I have used form data that would be passed to a PHP script that ultimately would store the data in a mySQL database. The data has always been string data. I was wondering if I had data on a form that looks like this:
Age: ( The html page and a text field )
and I have defined age in mySQL as a smallint ( -32768 to 32767 )
How do I do the conversion to make sure age is properly formatted so that it can be placed in successfully in age column in the mySQL database?
I am looking for something like:
$age = mysqli_real_escape_string($con, $_POST['age']);
$sql="INSERT INTO Persons (FirstName, LastName, Age)

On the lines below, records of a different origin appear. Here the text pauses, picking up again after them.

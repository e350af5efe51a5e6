//! Built-in policy configurations.

use uz_core::ids::{IdError, PolicyName};
use uz_core::policy::{DensityTier, EvaluationConfig, Policy, Ring};

use crate::PipelineError;

/// Preset names accepted by `preset_by_name` (and by the CLI's `--preset`).
pub const PRESET_NAMES: &[&str] = &["ballot-measure"];

fn policy(name: &str, column: &str, rings: Vec<Ring>) -> Result<Policy, IdError> {
    let name: PolicyName = name.parse()?;
    Ok(Policy::new(name, column, rings))
}

/// The ballot-measure package: transit, park and bus-corridor upzoning.
///
/// TOD heights follow the measure text. The POD/BOD heights are the
/// illustrative values used for the published estimates.
pub fn ballot_measure() -> Result<EvaluationConfig, IdError> {
    let policies = [
        policy(
            "TOD",
            "distance_to_light_rail",
            vec![
                Ring::new(660.0, 8.0, "C-MX-8x").with_tier(DensityTier::High),
                Ring::new(1320.0, 5.0, "G-RX-5x").with_tier(DensityTier::Med),
                Ring::new(1980.0, 3.0, "G-MU-3x").with_tier(DensityTier::Low),
            ],
        ),
        policy(
            "POD-Regional",
            "distance_to_regional_park",
            vec![Ring::new(250.0, 5.0, "{context}-RX-5x"), Ring::new(750.0, 3.0, "{context}-MU-3x")],
        ),
        policy("POD-Community", "distance_to_community_park", vec![Ring::new(250.0, 3.0, "{context}-MU-3x")]),
        policy(
            "BOD-BRT",
            "distance_to_brt",
            vec![Ring::new(250.0, 5.0, "{context}-MX-5x"), Ring::new(750.0, 3.0, "{context}-MX-3x")],
        ),
        policy("BOD-Bus", "distance_to_frequent_bus", vec![Ring::new(250.0, 3.0, "{context}-MX-3x")]),
    ];
    Ok(EvaluationConfig::with_policies(policies.into_iter().collect::<Result<_, _>>()?))
}

pub fn preset_by_name(name: &str) -> Result<EvaluationConfig, PipelineError> {
    match name {
        "ballot-measure" => ballot_measure().map_err(|e| PipelineError::Config(format!("preset {name}: {e}"))),
        _ => Err(PipelineError::Config(format!("unknown preset {name}"))),
    }
}

#[cfg(test)]
mod tests {
    use super::*;

    #[test]
    fn ballot_measure_shape() {
        let cfg = ballot_measure().unwrap();
        let names: Vec<&str> = cfg.policies.iter().map(|p| p.name.as_str()).collect();
        assert_eq!(names, vec!["TOD", "POD-Regional", "POD-Community", "BOD-BRT", "BOD-Bus"]);
        let tod: Vec<f64> = cfg.policies[0].rings.iter().map(|r| r.distance_ft).collect();
        assert_eq!(tod, vec![660.0, 1320.0, 1980.0]);
        assert!(cfg.exclude_unlikely);
        assert!(crate::validate::validate(&cfg).pass);
    }

    #[test]
    fn lookup_by_name() {
        for name in PRESET_NAMES {
            assert!(preset_by_name(name).is_ok(), "{name}");
        }
        assert!(matches!(preset_by_name("nope"), Err(PipelineError::Config(_))));
    }
}
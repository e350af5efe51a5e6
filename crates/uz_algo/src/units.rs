//! Potential housing units from land area and building height.
//!
//! Contract:
//! - Rates come from a fixed story → units-per-acre table.
//! - Heights below/above the table use the first/last rate; heights in between
//!   use the nearest key, and an exact midpoint takes the lower key.
//! - `round(acres × rate)` with ties to even. No upper clamp.

/// Story key → units per acre, ascending by key.
pub const UNITS_PER_ACRE: &[(f64, u32)] = &[
    (2.0, 30),
    (2.5, 35),
    (3.0, 60),
    (5.0, 100),
    (7.0, 160),
    (8.0, 160),
    (10.0, 160),
    (12.0, 220),
    (16.0, 280),
    (20.0, 350),
    (30.0, 450),
];

/// Density rate for a height in stories.
pub fn units_per_acre(stories: f64) -> u32 {
    let (min_key, min_rate) = UNITS_PER_ACRE[0];
    let (max_key, max_rate) = UNITS_PER_ACRE[UNITS_PER_ACRE.len() - 1];
    if stories < min_key {
        return min_rate;
    }
    if stories > max_key {
        return max_rate;
    }
    let mut best = (f64::INFINITY, min_rate);
    for &(key, rate) in UNITS_PER_ACRE {
        let d = (key - stories).abs();
        // strict: the lower key keeps an exact midpoint
        if d < best.0 {
            best = (d, rate);
        }
    }
    best.1
}

/// Units for `acres` at `stories`. Negative or non-finite products yield 0.
pub fn potential_units(acres: f64, stories: f64) -> u64 {
    let raw = (acres * f64::from(units_per_acre(stories))).round_ties_even();
    if raw.is_finite() && raw > 0.0 {
        raw as u64
    } else {
        0
    }
}

#[cfg(test)]
mod tests {
    use super::*;
    use proptest::prelude::*;

    #[test]
    fn exact_keys() {
        assert_eq!(units_per_acre(8.0), 160);
        assert_eq!(units_per_acre(12.0), 220);
        assert_eq!(units_per_acre(2.5), 35);
        assert_eq!(potential_units(2.0, 8.0), 320);
        assert_eq!(potential_units(0.5, 5.0), 50);
    }

    #[test]
    fn clamps_at_both_ends() {
        assert_eq!(units_per_acre(1.0), 30);
        assert_eq!(units_per_acre(0.0), 30);
        assert_eq!(units_per_acre(45.0), 450);
    }

    #[test]
    fn nearest_key_and_midpoint() {
        assert_eq!(units_per_acre(4.0), 60); // 3 and 5 equidistant → 3
        assert_eq!(units_per_acre(4.2), 100);
        assert_eq!(units_per_acre(14.0), 220); // 12 and 16 → 12
        assert_eq!(units_per_acre(25.0), 350); // 20 and 30 → 20
        assert_eq!(units_per_acre(6.0), 100);
    }

    #[test]
    fn rounding_is_half_even() {
        // 7.5 → 8, 17.5 → 18, 52.5 → 52
        assert_eq!(potential_units(0.25, 2.0), 8);
        assert_eq!(potential_units(0.5, 2.5), 18);
        assert_eq!(potential_units(1.5, 2.5), 52);
        assert_eq!(potential_units(0.0, 8.0), 0);
    }

    proptest! {
        #[test]
        fn units_monotone_in_height(
            acres in 0.0f64..50.0,
            h1 in 0.0f64..40.0,
            h2 in 0.0f64..40.0,
        ) {
            let (lo, hi) = if h1 <= h2 { (h1, h2) } else { (h2, h1) };
            prop_assert!(potential_units(acres, lo) <= potential_units(acres, hi));
        }
    }
}
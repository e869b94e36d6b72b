//! Denormalized read path

pub mod dtos;
pub mod order_read_model;

pub use dtos::{CustomerDto, OrderDetailsDto, OrderDto, OrderSummaryDto, ProductOrderedDto};
pub use order_read_model::{aggregate_order_details, OrderReadModel};
//! Operation boundary macros
//!
//! Every service and store operation emits exactly one start event and one
//! terminal event (`end` or `end_error`).

/// Log the start of an operation
///
/// ```
/// # use orders_core::log_op_start;
/// log_op_start!("create_order");
/// log_op_start!("create_order", product_count = 2);
/// ```
#[macro_export]
macro_rules! log_op_start {
    ($op:expr) => {
        tracing::info!(
            component = module_path!(),
            op = $op,
            event = $crate::orders_core_types::schema::EVENT_START,
        );
    };
    ($op:expr, $($field:tt)*) => {
        tracing::info!(
            component = module_path!(),
            op = $op,
            event = $crate::orders_core_types::schema::EVENT_START,
            $($field)*
        );
    };
}

/// Log the successful end of an operation
///
/// ```
/// # use orders_core::log_op_end;
/// log_op_end!("create_order", duration_ms = 12);
/// log_op_end!("create_order", duration_ms = 12, line_count = 2);
/// ```
#[macro_export]
macro_rules! log_op_end {
    ($op:expr, duration_ms = $duration:expr) => {
        tracing::info!(
            component = module_path!(),
            op = $op,
            event = $crate::orders_core_types::schema::EVENT_END,
            duration_ms = $duration,
        );
    };
    ($op:expr, duration_ms = $duration:expr, $($field:tt)*) => {
        tracing::info!(
            component = module_path!(),
            op = $op,
            event = $crate::orders_core_types::schema::EVENT_END,
            duration_ms = $duration,
            $($field)*
        );
    };
}

/// Log a failed operation
///
/// `$err` is anything convertible into `ExError`; a borrowed error should be
/// cloned first.
///
/// ```
/// # use orders_core::{log_op_error, errors::OrderError};
/// log_op_error!("create_order", OrderError::EmptyCustomerId, duration_ms = 0);
/// ```
#[macro_export]
macro_rules! log_op_error {
    ($op:expr, $err:expr, duration_ms = $duration:expr) => {{
        let ex_err: $crate::errors::ExError = $err.into();
        tracing::error!(
            component = module_path!(),
            op = $op,
            event = $crate::orders_core_types::schema::EVENT_END_ERROR,
            duration_ms = $duration,
            err_kind = ?ex_err.kind(),
            err_code = ex_err.code(),
            err_message = ex_err.message(),
        );
    }};
    ($op:expr, $err:expr, duration_ms = $duration:expr, $($field:tt)*) => {{
        let ex_err: $crate::errors::ExError = $err.into();
        tracing::error!(
            component = module_path!(),
            op = $op,
            event = $crate::orders_core_types::schema::EVENT_END_ERROR,
            duration_ms = $duration,
            err_kind = ?ex_err.kind(),
            err_code = ex_err.code(),
            err_message = ex_err.message(),
            $($field)*
        );
    }};
}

VALUES ('$firstname', '$lastname', '$age')";
I am using http://www.w3schools.com/php/php_mysql_insert.asp as a guide using the db name, table name and field names.
Assuming that you already have frontend validation:
(int)$age
if not you can use
is_numeric($age)
before you cast variable to integer
You could use php's intval() function to make sure the only thing that goes into the database is an integer. Examples;
intval("23 years") // 23
intval("23.2") // 23
intval(" 23") // 23
Please use PHP inbuilt function filter_input.
$ageOptions = array('options' =>
array('min_range' => 1, 'max_range' => 200));
$age = filter_input(INPUT_POST, 'age', FILTER_VALIDATE_INT, $ageOptions);
If the validation gets passed, value of age will be returned and FALSE if the validation fails.